Nitrous oxide Risks
Most of the risks associated with the use of nitrous oxide by dental patients are caused either by problems or errors in the proper administration of the gas (e.g. errors in the mixture of N2O/O2) or by the inappropriate use of nitrous oxide to patients with conditions that contradict its usage.
Pressure increase due to nitrous oxide
A major cause of risks related to nitrous oxide is the change of pressure/volume of air-filled cavities in the body. Nitrous oxide is 34 times more soluble in blood than the nitrogen that is replaced. It will thus diffuse from the blood into any closed air-containing space in the body faster than the nitrogen can diffuse out. This causes a temporary increase of the volume of the gas filling the cavity, and subsequently an increase in the pressure to the walls of the cavity. Although the effect can be short lived, it can be enough to cause significant pain or/and damage to the affected body tissues.
Eye damage - The increase on air pressure does not affect only physical body cavities, but also any enclosed air filled area in the body. Nitrous oxide should not be administered to patients who recently had ocular eye surgery. Opthalmologists frequently inject intraocular gases during eye surgeries related to retinal detachments (pneumatic retinopexy). These gas bubbles can remain in the eyeball up to 3 months before they are reabsorbed. Nitrous oxide inhalation can result in the immediate expansion of the gas bubble in the eye causing healing complications and possibly eye damage. Cases of total vision loss due to central retinal artery occlusion have been reported in patients who had a recent pneumatic retinopexy eye surgery followed by dental treatment using nitrous oxide sedation.
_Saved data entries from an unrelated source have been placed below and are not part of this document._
//! Requests made by a logged in cook against a real database. Each test
//! works in its own schema and quietly passes when `$POSTGRES_URL` is unset.

use std::env;

use actix_web::dev::ServiceResponse;
use actix_web::http::{header, StatusCode};
use actix_web::{test, App};
use anyhow::{Context, Result};
use log::*;
use postgres::Client;
use rust_decimal::Decimal;

use infra::persistence;
use kitchen::config::SessionConfig;
use kitchen::cooks::{forms::NewCook, CreateCook};
use kitchen::dish_types::BulkCreateDishTypes;
use kitchen::dishes::{CreateDish, DishInput};
use kitchen::forms::FormData;
use kitchen::formsets::NameFormset;
use kitchen::ingredients::{BulkCreateIngredients, NAME_MAX_LENGTH};
use kitchen::services::Commandable;
use kitchen::Kitchen;

const PASSWORD: &str = "correct horse battery";

#[derive(Debug)]
struct UseTempSchema(String);

impl r2d2::CustomizeConnection<Client, postgres::Error> for UseTempSchema {
    fn on_acquire(&self, conn: &mut Client) -> Result<(), postgres::Error> {
        conn.batch_execute(&format!(
            "CREATE SCHEMA IF NOT EXISTS \"{0}\"; SET search_path TO \"{0}\"",
            self.0
        ))?;
        Ok(())
    }
}

/// A set up kitchen in a freshly emptied schema.
fn kitchen(schema: &str) -> Result<Option<Kitchen>> {
    let url = match env::var("POSTGRES_URL") {
        Ok(url) => url,
        Err(_) => {
            warn!("$POSTGRES_URL unset; skipping {}", schema);
            return Ok(None);
        }
    };
    let manager = persistence::manager(&url).context("$POSTGRES_URL")?;
    let pool = r2d2::Pool::builder()
        .max_size(2)
        .connection_customizer(Box::new(UseTempSchema(schema.to_string())))
        .build(manager)?;
    pool.get()?.batch_execute(&format!(
        "DROP SCHEMA \"{0}\" CASCADE; CREATE SCHEMA \"{0}\"",
        schema
    ))?;
    let kitchen = Kitchen::with_pool(pool, &SessionConfig::default());
    kitchen.setup()?;
    Ok(Some(kitchen))
}

#[derive(Debug, Clone, Copy)]
struct Fixture {
    cook: i64,
    dish: i64,
    dish_type: i64,
    ingredient: i64,
}

fn fixture(kitchen: &Kitchen) -> Result<Fixture> {
    let cook = kitchen.cooks().execute(CreateCook(NewCook {
        username: "chef".into(),
        first_name: "Ada".into(),
        last_name: "Byron".into(),
        years_of_experience: 5,
        password: PASSWORD.into(),
        is_staff: true,
    }))?;
    let dish_type = kitchen
        .dish_types()
        .execute(BulkCreateDishTypes(vec!["Soup".to_string()]))?[0];
    let rows = FormData::from_pairs(vec![
        ("form-TOTAL_FORMS", "1"),
        ("form-INITIAL_FORMS", "0"),
        ("form-0-name", "Beetroot"),
    ]);
    let ingredients = kitchen
        .ingredients()
        .execute(BulkCreateIngredients(NameFormset::bind(&rows, NAME_MAX_LENGTH)))?
        .map_err(|formset| anyhow::anyhow!("Rejected: {:?}", formset))?;
    let dish = kitchen.dishes().execute(CreateDish(DishInput {
        name: "Borscht".into(),
        description: "Beetroot soup".into(),
        price: Decimal::new(1250, 2),
        dish_type,
        cooks: vec![cook],
        ingredients: ingredients.clone(),
    }))?;
    Ok(Fixture {
        cook: cook.get(),
        dish: dish.get(),
        dish_type: dish_type.get(),
        ingredient: ingredients[0].get(),
    })
}

fn form_post(uri: &str, body: &str) -> test::TestRequest {
    test::TestRequest::post()
        .uri(uri)
        .insert_header((header::CONTENT_TYPE, "application/x-www-form-urlencoded"))
        .set_payload(body.to_string())
}

async fn body_text(resp: ServiceResponse) -> String {
    let body = test::read_body(resp).await;
    String::from_utf8_lossy(&body).into_owned()
}

#[core::prelude::v1::test]
fn logged_in_cook_sees_every_page() -> Result<()> {
    let _ = env_logger::try_init();
    let kitchen = match kitchen("logged_in_cook_sees_every_page")? {
        Some(kitchen) => kitchen,
        None => return Ok(()),
    };
    let ids = fixture(&kitchen)?;

    let state = kitchen.clone();
    actix_web::rt::System::new().block_on(async move {
        let app = test::init_service(App::new().configure(|cfg| state.configure(cfg))).await;
        let req = form_post(
            "/accounts/login/",
            &format!("username=chef&password={}&next=/", PASSWORD.replace(' ', "+")),
        )
        .to_request();
        let resp = test::call_service(&app, req).await;
        assert_eq!(resp.status(), StatusCode::SEE_OTHER);
        let cookie = resp
            .response()
            .cookies()
            .find(|c| c.name() == state.cookie().name)
            .map(|c| c.into_owned())
            .expect("login sets the session cookie");

        for expected in &["1 time.", "2 times."] {
            let req = test::TestRequest::get()
                .uri("/")
                .cookie(cookie.clone())
                .to_request();
            let resp = test::call_service(&app, req).await;
            assert_eq!(resp.status(), StatusCode::OK);
            let html = body_text(resp).await;
            assert!(
                html.contains(&format!("You have visited this page {}", expected)),
                "{}",
                html
            );
        }

        let pages = vec![
            "/cooks/".to_string(),
            "/cooks/create/".to_string(),
            format!("/cooks/{}/", ids.cook),
            format!("/cooks/{}/update/", ids.cook),
            format!("/cooks/{}/delete/", ids.cook),
            "/dishes/".to_string(),
            "/dishes/create".to_string(),
            format!("/dishes/{}", ids.dish),
            format!("/dishes/{}/update/", ids.dish),
            format!("/dishes/{}/delete/", ids.dish),
            "/dish-types/".to_string(),
            "/dish-types/bulk-create/".to_string(),
            format!("/dish-types/{}/update/", ids.dish_type),
            format!("/dish-types/{}/delete/", ids.dish_type),
            "/ingredients/".to_string(),
            "/ingredients/bulk-create/".to_string(),
            format!("/ingredients/{}/update/", ids.ingredient),
            format!("/ingredients/{}/delete/", ids.ingredient),
        ];
        for page in pages.iter() {
            let req = test::TestRequest::get()
                .uri(page)
                .cookie(cookie.clone())
                .to_request();
            let resp = test::call_service(&app, req).await;
            assert_eq!(resp.status(), StatusCode::OK, "{}", page);
        }

        let req = form_post(
            "/dishes/create",
            &format!(
                "name=Gazpacho&description=Cold&price=7.50&dish_type={}",
                ids.dish_type
            ),
        )
        .cookie(cookie.clone())
        .to_request();
        let resp = test::call_service(&app, req).await;
        assert_eq!(resp.status(), StatusCode::OK);
        let html = body_text(resp).await;
        assert!(html.contains("This field is required."), "{}", html);
    });
    Ok(())
}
Ear problems - Nitrous oxide sedation can create an elevated pressure in the middle ear. This may result in ear problems like a sharp pain for a small percentage of patients, and in extreme cases bleeding in the ear, hearing impairment or rupture of typanic membrane. For this reason, patients who recently had any kind of middle ear surgery (e.g. tympanic membrane graft) or have blocked eustachian tubes should not be treated with inhalation sedation because the tympanic membrane can become distended and damaged following inhalation of the nitrous oxide.
Gut pain - Nitrous oxide will dissolve out of blood into air filled spaces such as the intestines, increasing the volume of air inside them, which can lead to severe gut pain.
In order to avoid possible side effects, nitrous oxide should not be used by patients who recently had middle ear or ocular eye surgery, or have sinusitis, ear problems, bowel obstruction or pneumothorax. Patients with any of these conditions should inform their dentist, in order to suggest another more suitable method of sedation.